155 Freeman Street, Brooklyn

The Greatest Hits of Scratch Video, Volume One, various artists, 1984, digital projection, 28 mins
The Greatest Hits of Scratch Video, Volume Two, various artists, 1985, digital projection, 28 mins

Compiled by artist George Barber in a series of two independently-distributed VHS releases, The Greatest Hits of Scratch Video remains the most durable record of the UK’s short-lived but influential scratch video movement—an explosive blend of post-punk music culture, anti-Thatcher sentiment, and experimental television, whipped up by a generation of art-school malcontents who sought to create new forms of electronic montage through pirated image sampling.

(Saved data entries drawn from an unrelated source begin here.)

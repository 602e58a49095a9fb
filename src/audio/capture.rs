//! Microphone capture via `cpal`.
//!
//! [`AudioSource`] is the seam the recognition controller records through.
//! [`MicrophoneSource`] resolves the configured input device each time a
//! pass starts and streams [`AudioChunk`]s over a std mpsc channel until
//! the returned [`StreamHandle`] is dropped.

use std::sync::mpsc;

use cpal::traits::{DeviceTrait, HostTrait, StreamTrait};
use thiserror::Error;

// ---------------------------------------------------------------------------
// AudioChunk
// ---------------------------------------------------------------------------

/// One buffer as delivered by the cpal callback.  Samples are interleaved
/// `f32` in `[-1.0, 1.0]`.
#[derive(Debug, Clone)]
pub struct AudioChunk {
    pub samples: Vec<f32>,
    pub sample_rate: u32,
    pub channels: u16,
}

// ---------------------------------------------------------------------------
// StreamHandle
// ---------------------------------------------------------------------------

/// RAII guard that keeps the capture stream alive.  Dropping it stops the
/// hardware stream.
pub struct StreamHandle {
    _stream: Option<cpal::Stream>,
}

impl StreamHandle {
    /// A handle with no hardware behind it, for sources that push audio from
    /// elsewhere (tests, files).
    pub fn detached() -> Self {
        Self { _stream: None }
    }
}

// ---------------------------------------------------------------------------
// CaptureError
// ---------------------------------------------------------------------------

#[derive(Debug, Error)]
pub enum CaptureError {
    #[error("no input device found on the default audio host")]
    NoDevice,

    #[error("input device not found: {0}")]
    DeviceNotFound(String),

    #[error("failed to enumerate input devices: {0}")]
    Devices(#[from] cpal::DevicesError),

    #[error("failed to query default input config: {0}")]
    DefaultConfig(#[from] cpal::DefaultStreamConfigError),

    #[error("failed to build input stream: {0}")]
    BuildStream(#[from] cpal::BuildStreamError),

    #[error("failed to start audio stream: {0}")]
    PlayStream(#[from] cpal::PlayStreamError),
}

// ---------------------------------------------------------------------------
// AudioSource
// ---------------------------------------------------------------------------

/// Something that can record into a channel.
///
/// `start` is called on the recognition pass thread; the handle never
/// leaves that thread, so it need not be `Send`.
pub trait AudioSource: Send + Sync {
    fn start(&self, tx: mpsc::Sender<AudioChunk>) -> Result<StreamHandle, CaptureError>;
}

// ---------------------------------------------------------------------------
// MicrophoneSource
// ---------------------------------------------------------------------------

/// cpal input device, by name or the system default.
#[derive(Debug, Clone, Default)]
pub struct MicrophoneSource {
    device_name: Option<String>,
}

impl MicrophoneSource {
    pub fn new(device_name: Option<String>) -> Self {
        Self { device_name }
    }

    /// Check that the device exists and reports a usable configuration.
    pub fn check_device(&self) -> Result<(), CaptureError> {
        let device = self.device()?;
        let supported = device.default_input_config()?;
        log::info!(
            "audio: input {} @ {} Hz, {} ch",
            device.name().unwrap_or_else(|_| "<unnamed>".into()),
            supported.sample_rate().0,
            supported.channels()
        );
        Ok(())
    }

    fn device(&self) -> Result<cpal::Device, CaptureError> {
        let host = cpal::default_host();
        match &self.device_name {
            None => host.default_input_device().ok_or(CaptureError::NoDevice),
            Some(wanted) => host
                .input_devices()?
                .find(|d| d.name().is_ok_and(|name| &name == wanted))
                .ok_or_else(|| CaptureError::DeviceNotFound(wanted.clone())),
        }
    }
}

impl AudioSource for MicrophoneSource {
    fn start(&self, tx: mpsc::Sender<AudioChunk>) -> Result<StreamHandle, CaptureError> {
        let device = self.device()?;
        let supported = device.default_input_config()?;
        let sample_rate = supported.sample_rate().0;
        let channels = supported.channels();
        let config: cpal::StreamConfig = supported.into();

        let stream = device.build_input_stream(
            &config,
            move |data: &[f32], _: &cpal::InputCallbackInfo| {
                // The receiver is gone once the pass ends.
                let _ = tx.send(AudioChunk {
                    samples: data.to_vec(),
                    sample_rate,
                    channels,
                });
            },
            |err: cpal::StreamError| {
                log::error!("cpal input stream error: {err}");
            },
            None,
        )?;

        stream.play()?;
        Ok(StreamHandle {
            _stream: Some(stream),
        })
    }
}

// ---------------------------------------------------------------------------
// Tests
// ---------------------------------------------------------------------------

The moniker scratch video came from the similarities between the videos’ fondness for the rapid editing of recycled material and the constructive-destructive vinyl manipulations of hip hop DJs. It emerged out of nightclubs, notably the Fridge in Brixton, whose novel twenty-monitor Video Lounge offered a mess of old televisions as animated decor, configured to play videos in shocking simultaneity. As Barber later described the fertile moment: “At its best for about seven months, various makers would turn up with their latest work and sit around while a sizeable crowd—who’d probably never even heard of independent videos—watched their handiwork on banks of old DER monitors, some upside down, some even, artistically of course (what else?) on the blink.” The scene first reached public attention via a zappy cover story for London alt-weekly City Limits, heralding the videos as “image break-dancing” and “an inter-active response to the one-way arrogance of broadcast television.” The style was then briefly embraced by art venues like the ICA and began influencing the look of commercial TV's more adventurous elements.

The Greatest Hits of Scratch Video brings a non-stop barrage of the movement’s most celebrated practitioners, whose eccentric reassemblages collide TV adverts, Hollywood films, and war atrocity footage with synth-driven mixes of bootlegged music by Throbbing Gristle, Afrika Bambaataa, Giorgio Moroder, Joy Division, and numerous others. Rik Lander and Peter Boyd Mclean, who worked together as The Duvet Brothers, create agit-pop attacks on the Cold War military-industrial complex; the duo of Kim Flitcroft and Sandra Goldbacher spin agile, dancefloor-ready cut-ups of mainstream entertainment; collective outfit Gorilla Tapes train their sights on Reagan and apartheid; Barber himself contributes witty, angular abstractions that combine trippy analog techniques with early digital image processors; and filmmaker John Maybury provides an erotic New Romantic vibe. The total effect is one of joyous anarchy. “It was only a matter of time until television got the scratch treatment. We had to wait for the tools of TV and video to fall into the ‘wrong hands,’” City Limits had acutely observed. “If television is our shop window on the world, scratch has just chucked a brick through it, and is busy looting 30 years of goodies, with abandon.”

Tickets - Pay what you can ($8 suggested donation), available at door, cash and cards accepted.

Please note: seating is limited. First-come, first-served. Box office opens at 6:30pm.